From the listing below, return every line with the string "anyhow" in it.

◆ SOURCE INFORMATION:
────────

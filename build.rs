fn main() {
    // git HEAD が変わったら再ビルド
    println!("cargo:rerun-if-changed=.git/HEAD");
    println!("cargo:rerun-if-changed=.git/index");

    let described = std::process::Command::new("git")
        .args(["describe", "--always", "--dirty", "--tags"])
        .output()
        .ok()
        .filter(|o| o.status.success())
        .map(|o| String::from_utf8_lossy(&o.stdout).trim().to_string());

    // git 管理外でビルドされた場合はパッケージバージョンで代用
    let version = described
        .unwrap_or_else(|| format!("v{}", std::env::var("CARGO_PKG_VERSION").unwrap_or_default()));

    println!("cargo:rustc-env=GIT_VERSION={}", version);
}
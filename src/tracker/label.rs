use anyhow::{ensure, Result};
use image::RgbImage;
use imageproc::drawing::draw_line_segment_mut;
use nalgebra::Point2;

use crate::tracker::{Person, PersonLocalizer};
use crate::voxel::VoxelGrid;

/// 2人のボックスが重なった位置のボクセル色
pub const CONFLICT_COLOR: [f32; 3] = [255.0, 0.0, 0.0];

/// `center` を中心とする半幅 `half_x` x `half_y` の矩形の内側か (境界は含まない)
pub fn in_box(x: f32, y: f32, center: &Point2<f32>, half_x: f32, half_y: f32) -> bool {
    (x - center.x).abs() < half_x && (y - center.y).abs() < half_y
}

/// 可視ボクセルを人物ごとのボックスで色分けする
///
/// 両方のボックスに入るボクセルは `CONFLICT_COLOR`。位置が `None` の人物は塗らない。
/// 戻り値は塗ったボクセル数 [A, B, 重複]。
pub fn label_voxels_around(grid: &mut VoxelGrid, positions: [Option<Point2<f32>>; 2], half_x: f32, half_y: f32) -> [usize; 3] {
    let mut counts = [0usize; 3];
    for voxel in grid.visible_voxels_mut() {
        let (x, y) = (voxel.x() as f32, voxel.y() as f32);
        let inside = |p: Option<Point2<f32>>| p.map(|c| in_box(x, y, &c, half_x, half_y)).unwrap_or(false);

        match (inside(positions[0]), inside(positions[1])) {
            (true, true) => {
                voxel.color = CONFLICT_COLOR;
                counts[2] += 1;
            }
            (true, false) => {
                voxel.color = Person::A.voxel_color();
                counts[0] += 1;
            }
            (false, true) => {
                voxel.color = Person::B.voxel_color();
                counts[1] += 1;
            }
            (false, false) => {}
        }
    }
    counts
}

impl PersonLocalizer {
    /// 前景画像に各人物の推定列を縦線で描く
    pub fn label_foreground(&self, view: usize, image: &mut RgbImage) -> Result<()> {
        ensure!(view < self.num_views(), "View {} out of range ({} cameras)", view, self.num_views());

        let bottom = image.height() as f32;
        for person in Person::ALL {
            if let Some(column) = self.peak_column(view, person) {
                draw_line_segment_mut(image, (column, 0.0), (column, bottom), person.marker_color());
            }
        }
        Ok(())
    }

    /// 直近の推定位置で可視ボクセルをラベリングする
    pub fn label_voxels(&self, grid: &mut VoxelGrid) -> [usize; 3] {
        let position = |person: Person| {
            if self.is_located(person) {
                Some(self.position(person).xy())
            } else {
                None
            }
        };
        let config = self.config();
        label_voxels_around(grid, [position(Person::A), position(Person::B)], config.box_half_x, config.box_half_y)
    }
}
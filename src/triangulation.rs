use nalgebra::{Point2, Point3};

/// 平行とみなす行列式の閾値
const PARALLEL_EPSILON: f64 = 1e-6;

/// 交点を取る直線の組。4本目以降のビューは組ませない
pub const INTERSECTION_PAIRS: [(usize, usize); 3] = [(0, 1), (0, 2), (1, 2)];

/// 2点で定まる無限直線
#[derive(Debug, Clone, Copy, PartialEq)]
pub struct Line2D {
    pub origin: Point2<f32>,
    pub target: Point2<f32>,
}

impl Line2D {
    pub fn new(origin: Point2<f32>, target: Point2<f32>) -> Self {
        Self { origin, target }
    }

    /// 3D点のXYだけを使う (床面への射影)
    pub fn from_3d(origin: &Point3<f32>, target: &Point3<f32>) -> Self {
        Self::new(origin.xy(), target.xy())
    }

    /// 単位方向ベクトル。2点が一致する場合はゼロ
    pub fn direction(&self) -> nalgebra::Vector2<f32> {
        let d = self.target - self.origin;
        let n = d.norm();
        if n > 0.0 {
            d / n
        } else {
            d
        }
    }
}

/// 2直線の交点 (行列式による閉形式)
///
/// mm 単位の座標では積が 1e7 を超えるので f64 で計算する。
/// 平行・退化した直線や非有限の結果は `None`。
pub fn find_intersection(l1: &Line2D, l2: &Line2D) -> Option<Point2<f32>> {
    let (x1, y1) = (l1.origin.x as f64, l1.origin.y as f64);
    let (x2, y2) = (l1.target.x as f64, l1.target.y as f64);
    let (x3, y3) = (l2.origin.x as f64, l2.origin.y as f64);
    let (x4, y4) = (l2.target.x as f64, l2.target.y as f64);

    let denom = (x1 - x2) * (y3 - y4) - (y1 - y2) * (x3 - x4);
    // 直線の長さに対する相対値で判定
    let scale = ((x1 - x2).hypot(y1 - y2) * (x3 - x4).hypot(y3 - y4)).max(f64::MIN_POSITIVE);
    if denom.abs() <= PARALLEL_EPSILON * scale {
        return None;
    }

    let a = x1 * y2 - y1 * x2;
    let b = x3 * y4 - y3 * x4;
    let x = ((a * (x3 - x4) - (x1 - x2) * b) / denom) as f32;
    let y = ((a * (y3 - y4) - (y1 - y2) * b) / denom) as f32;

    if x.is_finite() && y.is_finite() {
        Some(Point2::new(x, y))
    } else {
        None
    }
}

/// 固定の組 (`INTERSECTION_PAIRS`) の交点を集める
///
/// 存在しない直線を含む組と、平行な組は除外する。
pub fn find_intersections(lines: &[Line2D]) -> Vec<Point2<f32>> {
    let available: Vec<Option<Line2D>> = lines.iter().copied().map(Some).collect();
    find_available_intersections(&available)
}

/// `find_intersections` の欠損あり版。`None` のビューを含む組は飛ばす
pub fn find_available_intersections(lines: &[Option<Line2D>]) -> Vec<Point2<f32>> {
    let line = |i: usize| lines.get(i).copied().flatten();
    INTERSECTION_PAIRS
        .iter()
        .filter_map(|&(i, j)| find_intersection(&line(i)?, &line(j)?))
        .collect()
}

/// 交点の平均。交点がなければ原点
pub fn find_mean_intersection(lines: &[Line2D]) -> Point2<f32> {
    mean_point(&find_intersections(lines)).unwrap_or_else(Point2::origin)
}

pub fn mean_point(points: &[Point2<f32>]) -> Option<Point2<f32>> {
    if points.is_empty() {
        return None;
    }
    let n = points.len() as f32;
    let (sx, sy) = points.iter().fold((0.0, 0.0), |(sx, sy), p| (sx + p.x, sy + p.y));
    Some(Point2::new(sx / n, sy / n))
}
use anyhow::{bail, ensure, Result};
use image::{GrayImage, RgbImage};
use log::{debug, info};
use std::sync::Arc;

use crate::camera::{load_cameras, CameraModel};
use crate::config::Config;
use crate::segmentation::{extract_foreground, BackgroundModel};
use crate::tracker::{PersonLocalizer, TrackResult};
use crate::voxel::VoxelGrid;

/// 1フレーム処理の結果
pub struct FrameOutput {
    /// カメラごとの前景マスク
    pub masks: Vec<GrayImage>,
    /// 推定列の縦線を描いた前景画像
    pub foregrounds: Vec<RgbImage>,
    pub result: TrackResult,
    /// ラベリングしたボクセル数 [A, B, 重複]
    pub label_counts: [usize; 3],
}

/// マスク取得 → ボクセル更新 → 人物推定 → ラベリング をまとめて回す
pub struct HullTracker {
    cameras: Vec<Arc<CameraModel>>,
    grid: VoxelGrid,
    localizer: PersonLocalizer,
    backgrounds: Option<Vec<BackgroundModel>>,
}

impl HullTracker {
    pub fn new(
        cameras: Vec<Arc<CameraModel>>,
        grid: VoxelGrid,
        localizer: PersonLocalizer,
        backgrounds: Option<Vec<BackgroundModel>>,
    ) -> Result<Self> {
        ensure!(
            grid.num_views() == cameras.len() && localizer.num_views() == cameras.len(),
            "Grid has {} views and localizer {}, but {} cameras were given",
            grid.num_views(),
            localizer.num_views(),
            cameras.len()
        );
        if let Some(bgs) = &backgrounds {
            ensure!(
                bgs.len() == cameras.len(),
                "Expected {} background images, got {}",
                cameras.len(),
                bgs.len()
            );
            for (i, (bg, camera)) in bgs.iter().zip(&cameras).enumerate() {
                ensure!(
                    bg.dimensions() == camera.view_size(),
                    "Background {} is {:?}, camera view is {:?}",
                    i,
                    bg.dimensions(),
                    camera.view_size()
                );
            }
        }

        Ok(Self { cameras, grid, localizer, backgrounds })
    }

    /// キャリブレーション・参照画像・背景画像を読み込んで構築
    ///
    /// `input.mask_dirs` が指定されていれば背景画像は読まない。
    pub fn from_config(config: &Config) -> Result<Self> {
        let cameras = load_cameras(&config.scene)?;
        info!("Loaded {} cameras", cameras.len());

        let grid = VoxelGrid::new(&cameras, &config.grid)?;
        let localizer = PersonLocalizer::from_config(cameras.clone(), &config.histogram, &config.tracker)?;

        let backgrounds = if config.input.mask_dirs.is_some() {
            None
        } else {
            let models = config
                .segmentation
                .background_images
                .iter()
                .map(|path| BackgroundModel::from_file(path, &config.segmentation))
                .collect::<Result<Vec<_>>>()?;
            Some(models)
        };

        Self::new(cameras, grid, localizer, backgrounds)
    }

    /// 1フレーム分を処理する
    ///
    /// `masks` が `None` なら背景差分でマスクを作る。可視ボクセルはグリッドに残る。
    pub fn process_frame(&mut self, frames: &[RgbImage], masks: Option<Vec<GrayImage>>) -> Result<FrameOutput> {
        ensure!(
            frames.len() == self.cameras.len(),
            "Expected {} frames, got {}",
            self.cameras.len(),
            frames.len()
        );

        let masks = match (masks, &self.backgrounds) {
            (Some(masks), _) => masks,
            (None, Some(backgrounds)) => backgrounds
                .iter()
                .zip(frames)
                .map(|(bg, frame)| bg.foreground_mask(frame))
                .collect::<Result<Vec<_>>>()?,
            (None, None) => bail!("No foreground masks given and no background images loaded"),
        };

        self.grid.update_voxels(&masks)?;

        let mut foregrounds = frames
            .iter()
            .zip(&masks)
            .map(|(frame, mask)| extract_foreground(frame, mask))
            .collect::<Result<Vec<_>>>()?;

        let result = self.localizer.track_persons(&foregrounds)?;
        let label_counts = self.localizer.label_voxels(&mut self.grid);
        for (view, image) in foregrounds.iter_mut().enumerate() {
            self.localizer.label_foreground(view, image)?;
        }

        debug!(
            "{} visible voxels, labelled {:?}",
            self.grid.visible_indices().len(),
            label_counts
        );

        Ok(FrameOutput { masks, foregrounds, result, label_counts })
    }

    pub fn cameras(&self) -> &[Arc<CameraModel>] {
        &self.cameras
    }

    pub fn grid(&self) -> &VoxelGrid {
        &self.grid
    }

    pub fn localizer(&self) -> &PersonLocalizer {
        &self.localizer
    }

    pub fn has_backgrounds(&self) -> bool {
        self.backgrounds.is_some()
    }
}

────────

◆ RESULT OF THIS TASK:
use anyhow::{ensure, Result};
use anyhow::{bail, ensure, Result};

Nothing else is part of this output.